China’s top leadership vows to give ‘green light’ to a batch of tech deals in sign of policy relaxation

  • During a meeting chaired by President Xi Jinping on Thursday, leaders concluded that the government would approve several tech investment deals
  • The statement is another sign that the regulatory storm over China’s internet sector is over, as the government shifts its focus to boosting the economy

China’s top leadership said on Thursday it would give “the green light” to a number of pending technology investment deals, sending a policy signal that Beijing is ready to encourage certain financing pacts involving Big Tech firms.

During the Politburo meeting chaired by President Xi Jinping, leaders concluded that the government would “normalise” its regulatory efforts over the tech sector and complete the rectifications of tech platforms, according to a report by state news agency Xinhua. China would also approve several investment deals, the report said.

While the wordings of the report were vague, the use of the term “green light” echoed previous statements from Beijing, which mentioned the use of “red light” and “green light” to control the power of Big Tech companies.

The statement further confirms that the regulatory storm over China’s internet sector is over, said Mei Xinyu, a researcher at the Chinese Academy of International Trade and Economics Cooperation, a think tank under the Ministry of Commerce.

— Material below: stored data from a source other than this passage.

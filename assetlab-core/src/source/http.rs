//! reqwest-backed [`HttpFetch`] implementation.
//!
//! No retries and no backoff: a failed request surfaces immediately so the
//! run halts on the dataset that broke.

use super::{HttpFetch, SourceError};
use std::time::Duration;
use tracing::debug;

/// Blocking HTTP client shared by all remote providers.
pub struct HttpClient {
    client: reqwest::blocking::Client,
}

impl HttpClient {
    pub fn new(timeout: Duration, user_agent: &str) -> Result<Self, SourceError> {
        let client = reqwest::blocking::Client::builder()
            .timeout(timeout)
            .user_agent(user_agent)
            .build()
            .map_err(|e| SourceError::NetworkUnreachable(format!("failed to build HTTP client: {e}")))?;
        Ok(Self { client })
    }

    fn send(&self, url: &str) -> Result<reqwest::blocking::Response, SourceError> {
        debug!(url, "GET");
        let resp = self
            .client
            .get(url)
            .send()
            .map_err(|e| SourceError::NetworkUnreachable(format!("{url}: {e}")))?;

        let status = resp.status();
        if !status.is_success() {
            return Err(SourceError::HttpStatus {
                status: status.as_u16(),
                url: url.to_string(),
            });
        }
        Ok(resp)
    }
}

impl HttpFetch for HttpClient {
    fn get_text(&self, url: &str) -> Result<String, SourceError> {
        self.send(url)?.text().map_err(|e| {
            SourceError::ResponseFormatChanged(format!("failed to read body from {url}: {e}"))
        })
    }

    fn get_bytes(&self, url: &str) -> Result<Vec<u8>, SourceError> {
        self.send(url)?
            .bytes()
            .map(|b| b.to_vec())
            .map_err(|e| {
                SourceError::ResponseFormatChanged(format!("failed to read body from {url}: {e}"))
            })
    }
}
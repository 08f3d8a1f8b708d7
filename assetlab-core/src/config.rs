//! Import configuration.
//!
//! Every field has a default, so an empty (or absent) TOML file imports
//! everything into `./assets` from the public endpoints.

use chrono::NaiveDate;
use serde::{Deserialize, Serialize};
use std::path::{Path, PathBuf};
use std::time::Duration;
use thiserror::Error;

/// Default location of the keyed store.
pub const DATA_STORE: &str = "assets";

#[derive(Debug, Error)]
pub enum ConfigError {
    #[error("read config file {path}: {message}")]
    Read { path: String, message: String },

    #[error("parse config TOML: {0}")]
    Parse(String),
}

/// Where the equity metadata table comes from.
#[derive(Debug, Clone, Copy, PartialEq, Eq, Serialize, Deserialize)]
#[serde(rename_all = "snake_case")]
pub enum EquitiesSource {
    /// `us_equities_meta_data.csv` in the input directory.
    Local,
    /// The legacy exchange-listing download, one request per exchange.
    ExchangeListing,
}

#[derive(Debug, Clone, PartialEq, Serialize, Deserialize)]
#[serde(default)]
pub struct ImportConfig {
    pub store_path: PathBuf,
    /// Directory holding the local CSV inputs.
    pub input_dir: PathBuf,
    pub wiki_prices_file: String,
    pub wiki_stocks_file: String,
    pub us_equities_file: String,
    pub us_equities_source: EquitiesSource,

    pub fred_base_url: String,
    pub sp500_start: NaiveDate,
    pub fred_assets_start: NaiveDate,

    pub wikipedia_url: String,

    /// Must contain `{exchange}`.
    pub listing_url_template: String,
    pub listing_exchanges: Vec<String>,

    pub openml_base_url: String,

    pub timeout_secs: u64,
    pub user_agent: String,
}

impl Default for ImportConfig {
    fn default() -> Self {
        Self {
            store_path: PathBuf::from(DATA_STORE),
            input_dir: PathBuf::from("."),
            wiki_prices_file: "wiki_prices.csv".into(),
            wiki_stocks_file: "wiki_stocks.csv".into(),
            us_equities_file: "us_equities_meta_data.csv".into(),
            us_equities_source: EquitiesSource::Local,
            fred_base_url: "https://fred.stlouisfed.org".into(),
            sp500_start: NaiveDate::from_ymd_opt(2009, 1, 1).unwrap_or_default(),
            fred_assets_start: NaiveDate::from_ymd_opt(2000, 1, 1).unwrap_or_default(),
            wikipedia_url: "https://en.wikipedia.org/wiki/List_of_S%26P_500_companies".into(),
            listing_url_template: "https://old.nasdaq.com/screening/companies-by-name.aspx?letter=0&exchange={exchange}&render=download".into(),
            listing_exchanges: vec!["NASDAQ".into(), "AMEX".into(), "NYSE".into()],
            openml_base_url: "https://www.openml.org".into(),
            timeout_secs: 300,
            user_agent: concat!("assetlab/", env!("CARGO_PKG_VERSION")).into(),
        }
    }
}

impl ImportConfig {
    /// Load from a TOML file.
    pub fn from_file(path: &Path) -> Result<Self, ConfigError> {
        let content = std::fs::read_to_string(path).map_err(|e| ConfigError::Read {
            path: path.display().to_string(),
            message: e.to_string(),
        })?;
        Self::from_toml(&content)
    }

    /// Parse from a TOML string.
    pub fn from_toml(content: &str) -> Result<Self, ConfigError> {
        toml::from_str(content).map_err(|e| ConfigError::Parse(e.to_string()))
    }

    pub fn input(&self, file: &str) -> PathBuf {
        self.input_dir.join(file)
    }

    pub fn timeout(&self) -> Duration {
        Duration::from_secs(self.timeout_secs)
    }
}
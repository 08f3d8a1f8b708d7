use crate::frame::IndexedFrame;
use crate::source::SourceError;
use polars::prelude::*;

/// Canonicalizer for keyed tables
pub struct Canonicalizer;

impl Canonicalizer {
    /// Sort ascending by the index columns, stable for equal keys.
    pub fn sort_by_index(frame: IndexedFrame) -> Result<IndexedFrame, SourceError> {
        if frame.index.is_empty() {
            return Ok(frame);
        }
        let descending = vec![false; frame.index.len()];
        let data = frame
            .data
            .lazy()
            .sort(
                frame.index.clone(),
                SortMultipleOptions::default()
                    .with_order_descending_multi(descending)
                    .with_maintain_order(true),
            )
            .collect()?;
        Ok(IndexedFrame {
            data,
            index: frame.index,
        })
    }

    /// Drop rows with a repeated index, keeping the first occurrence in input order.
    pub fn dedupe_first(frame: IndexedFrame) -> Result<IndexedFrame, SourceError> {
        if frame.index.is_empty() {
            return Ok(frame);
        }
        let subset = frame.index.iter().map(|c| c.as_str().into()).collect();
        let data = frame
            .data
            .lazy()
            .unique_stable(Some(subset), UniqueKeepStrategy::First)
            .collect()?;
        Ok(IndexedFrame {
            data,
            index: frame.index,
        })
    }

    /// Drop columns that contain no values at all.
    pub fn drop_all_null_columns(df: &DataFrame) -> Result<DataFrame, SourceError> {
        if df.height() == 0 {
            return Ok(df.clone());
        }
        let keep: Vec<String> = df
            .get_columns()
            .iter()
            .filter(|c| c.null_count() < c.len())
            .map(|c| c.name().to_string())
            .collect();
        Ok(df.select(keep)?)
    }
}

“The current stage of the crackdown on the platform economy has come to an end, and now [the government] is giving the green light, which means the sector might soon see some new projects and enter a rapid development period,” Mei said. “Policymakers want to regulate the platform economy, hoping it can grow in a healthy way. They don’t want to kill it.”

The industry-friendly policies come as Beijing tries to find a balance between Covid-19 restrictions and economic growth.

It points to a major policy shift away from the forceful regulatory crackdown that kicked off in late 2020, ostensibly to curb the “irrational expansion of capital” in the tech sector.

This April, however, Beijing began to indicate that it wanted China’s internet firms to play a more important role in helping to bolster the faltering national economy, battered by massive lockdowns and other stringent Covid-19-related measures.

Earlier this week, the Chinese government established an interministerial meeting mechanism focused on the country’s digital economy, a small step towards aligning different regulators in supervising Chinese Big Tech companies.

The arrangement, which would see all members gather at least once a year, brings together top officials from 20 government bodies, according to a statement published by the State Council, China’s cabinet, on Monday.

Regulatory hostility has been one of the biggest investment risks associated with Chinese tech stocks in recent years, having wiped out trillions of dollars in market value across New York and Hong Kong, while deterring venture funding for Chinese tech start-ups.

For example, ride-hailing giant Didi Global was recently fined US$1.2 billion by the Cyberspace Administration of China for data violations, following a year-long investigation.